:: Records for the exercise ::
────────────────────

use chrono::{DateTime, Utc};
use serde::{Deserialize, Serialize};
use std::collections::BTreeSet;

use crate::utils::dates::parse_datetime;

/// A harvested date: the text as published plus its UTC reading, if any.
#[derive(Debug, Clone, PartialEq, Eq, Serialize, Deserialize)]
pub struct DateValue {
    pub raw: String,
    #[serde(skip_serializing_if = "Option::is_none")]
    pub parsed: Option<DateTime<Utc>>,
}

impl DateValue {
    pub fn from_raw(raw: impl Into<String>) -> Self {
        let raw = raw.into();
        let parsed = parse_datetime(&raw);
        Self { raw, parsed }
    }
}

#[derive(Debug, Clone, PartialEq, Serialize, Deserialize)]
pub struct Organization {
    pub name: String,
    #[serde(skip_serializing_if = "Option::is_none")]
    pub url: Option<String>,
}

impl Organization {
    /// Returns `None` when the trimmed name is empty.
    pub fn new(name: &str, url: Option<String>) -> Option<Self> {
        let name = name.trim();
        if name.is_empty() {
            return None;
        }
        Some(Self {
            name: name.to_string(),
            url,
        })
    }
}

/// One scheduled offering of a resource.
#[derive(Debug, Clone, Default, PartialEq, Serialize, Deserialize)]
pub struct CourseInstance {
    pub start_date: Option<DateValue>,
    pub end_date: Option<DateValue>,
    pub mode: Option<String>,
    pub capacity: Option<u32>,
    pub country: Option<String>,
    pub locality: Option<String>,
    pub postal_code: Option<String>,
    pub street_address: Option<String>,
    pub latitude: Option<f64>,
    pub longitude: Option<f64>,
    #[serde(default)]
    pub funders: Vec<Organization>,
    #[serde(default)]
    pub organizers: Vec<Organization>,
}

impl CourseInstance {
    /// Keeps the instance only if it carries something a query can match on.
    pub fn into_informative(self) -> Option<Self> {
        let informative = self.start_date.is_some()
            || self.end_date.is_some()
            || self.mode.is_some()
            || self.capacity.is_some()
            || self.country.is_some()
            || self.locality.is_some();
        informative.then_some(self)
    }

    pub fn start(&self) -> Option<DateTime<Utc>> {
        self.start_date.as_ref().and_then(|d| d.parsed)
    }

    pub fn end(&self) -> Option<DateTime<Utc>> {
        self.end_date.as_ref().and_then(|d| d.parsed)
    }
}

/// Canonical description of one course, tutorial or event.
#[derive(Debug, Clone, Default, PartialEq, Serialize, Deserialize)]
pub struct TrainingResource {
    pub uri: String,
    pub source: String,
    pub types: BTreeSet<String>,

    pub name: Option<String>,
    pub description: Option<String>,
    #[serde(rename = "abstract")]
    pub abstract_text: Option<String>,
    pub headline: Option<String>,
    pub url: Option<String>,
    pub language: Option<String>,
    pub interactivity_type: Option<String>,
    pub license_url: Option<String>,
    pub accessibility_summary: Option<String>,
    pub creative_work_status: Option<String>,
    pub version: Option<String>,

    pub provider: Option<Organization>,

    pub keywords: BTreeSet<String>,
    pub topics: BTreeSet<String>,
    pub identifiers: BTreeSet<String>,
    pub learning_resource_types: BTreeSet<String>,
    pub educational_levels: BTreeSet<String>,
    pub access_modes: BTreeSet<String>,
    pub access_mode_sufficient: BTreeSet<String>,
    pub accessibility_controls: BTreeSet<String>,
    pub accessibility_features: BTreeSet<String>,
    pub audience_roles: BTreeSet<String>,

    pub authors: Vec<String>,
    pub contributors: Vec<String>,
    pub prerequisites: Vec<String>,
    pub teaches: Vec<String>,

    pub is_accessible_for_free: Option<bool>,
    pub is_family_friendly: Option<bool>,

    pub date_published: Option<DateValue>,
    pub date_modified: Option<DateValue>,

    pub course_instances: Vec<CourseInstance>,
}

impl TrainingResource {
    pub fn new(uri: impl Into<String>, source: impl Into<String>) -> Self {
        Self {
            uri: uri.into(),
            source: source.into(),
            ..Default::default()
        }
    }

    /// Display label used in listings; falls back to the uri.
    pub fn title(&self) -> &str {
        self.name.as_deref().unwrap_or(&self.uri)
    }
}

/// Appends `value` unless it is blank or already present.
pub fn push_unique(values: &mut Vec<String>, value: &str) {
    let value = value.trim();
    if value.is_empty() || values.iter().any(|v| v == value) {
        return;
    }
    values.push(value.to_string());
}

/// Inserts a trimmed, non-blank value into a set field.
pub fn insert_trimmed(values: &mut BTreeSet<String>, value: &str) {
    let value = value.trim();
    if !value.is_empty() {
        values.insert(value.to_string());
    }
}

────────────────────

:: Assignment ::
Write out the entries in full, exactly as given.

:: Expected answer ::
use chrono::{DateTime, Utc};
use serde::{Deserialize, Serialize};
use std::collections::BTreeSet;

use crate::utils::dates::parse_datetime;

/// A harvested date: the text as published plus its UTC reading, if any.
#[derive(Debug, Clone, PartialEq, Eq, Serialize, Deserialize)]
pub struct DateValue {
    pub raw: String,
    #[serde(skip_serializing_if = "Option::is_none")]
    pub parsed: Option<DateTime<Utc>>,
}

impl DateValue {
    pub fn from_raw(raw: impl Into<String>) -> Self {
        let raw = raw.into();
        let parsed = parse_datetime(&raw);
        Self { raw, parsed }
    }
}

#[derive(Debug, Clone, PartialEq, Serialize, Deserialize)]
pub struct Organization {
    pub name: String,
    #[serde(skip_serializing_if = "Option::is_none")]
    pub url: Option<String>,
}

impl Organization {
    /// Returns `None` when the trimmed name is empty.
    pub fn new(name: &str, url: Option<String>) -> Option<Self> {
        let name = name.trim();
        if name.is_empty() {
            return None;
        }
        Some(Self {
            name: name.to_string(),
            url,
        })
    }
}

/// One scheduled offering of a resource.
#[derive(Debug, Clone, Default, PartialEq, Serialize, Deserialize)]
pub struct CourseInstance {
    pub start_date: Option<DateValue>,
    pub end_date: Option<DateValue>,
    pub mode: Option<String>,
    pub capacity: Option<u32>,
    pub country: Option<String>,
    pub locality: Option<String>,
    pub postal_code: Option<String>,
    pub street_address: Option<String>,
    pub latitude: Option<f64>,
    pub longitude: Option<f64>,
    #[serde(default)]
    pub funders: Vec<Organization>,
    #[serde(default)]
    pub organizers: Vec<Organization>,
}

impl CourseInstance {
    /// Keeps the instance only if it carries something a query can match on.
    pub fn into_informative(self) -> Option<Self> {
        let informative = self.start_date.is_some()
            || self.end_date.is_some()
            || self.mode.is_some()
            || self.capacity.is_some()
            || self.country.is_some()
            || self.locality.is_some();
        informative.then_some(self)
    }

    pub fn start(&self) -> Option<DateTime<Utc>> {
        self.start_date.as_ref().and_then(|d| d.parsed)
    }

    pub fn end(&self) -> Option<DateTime<Utc>> {
        self.end_date.as_ref().and_then(|d| d.parsed)
    }
}

/// Canonical description of one course, tutorial or event.
#[derive(Debug, Clone, Default, PartialEq, Serialize, Deserialize)]
pub struct TrainingResource {
    pub uri: String,
    pub source: String,
    pub types: BTreeSet<String>,

    pub name: Option<String>,
    pub description: Option<String>,
    #[serde(rename = "abstract")]
    pub abstract_text: Option<String>,
    pub headline: Option<String>,
    pub url: Option<String>,
    pub language: Option<String>,
    pub interactivity_type: Option<String>,
    pub license_url: Option<String>,
    pub accessibility_summary: Option<String>,
    pub creative_work_status: Option<String>,
    pub version: Option<String>,

    pub provider: Option<Organization>,

    pub keywords: BTreeSet<String>,
    pub topics: BTreeSet<String>,
    pub identifiers: BTreeSet<String>,
    pub learning_resource_types: BTreeSet<String>,
    pub educational_levels: BTreeSet<String>,
    pub access_modes: BTreeSet<String>,
    pub access_mode_sufficient: BTreeSet<String>,
    pub accessibility_controls: BTreeSet<String>,
    pub accessibility_features: BTreeSet<String>,
    pub audience_roles: BTreeSet<String>,

    pub authors: Vec<String>,
    pub contributors: Vec<String>,
    pub prerequisites: Vec<String>,
    pub teaches: Vec<String>,

    pub is_accessible_for_free: Option<bool>,
    pub is_family_friendly: Option<bool>,

    pub date_published: Option<DateValue>,
    pub date_modified: Option<DateValue>,

    pub course_instances: Vec<CourseInstance>,
}

impl TrainingResource {
    pub fn new(uri: impl Into<String>, source: impl Into<String>) -> Self {
        Self {
            uri: uri.into(),
            source: source.into(),
            ..Default::default()
        }
    }

    /// Display label used in listings; falls back to the uri.
    pub fn title(&self) -> &str {
        self.name.as_deref().unwrap_or(&self.uri)
    }
}

/// Appends `value` unless it is blank or already present.
pub fn push_unique(values: &mut Vec<String>, value: &str) {
    let value = value.trim();
    if value.is_empty() || values.iter().any(|v| v == value) {
        return;
    }
    values.push(value.to_string());
}

/// Inserts a trimmed, non-blank value into a set field.
pub fn insert_trimmed(values: &mut BTreeSet<String>, value: &str) {
    let value = value.trim();
    if !value.is_empty() {
        values.insert(value.to_string());
    }
}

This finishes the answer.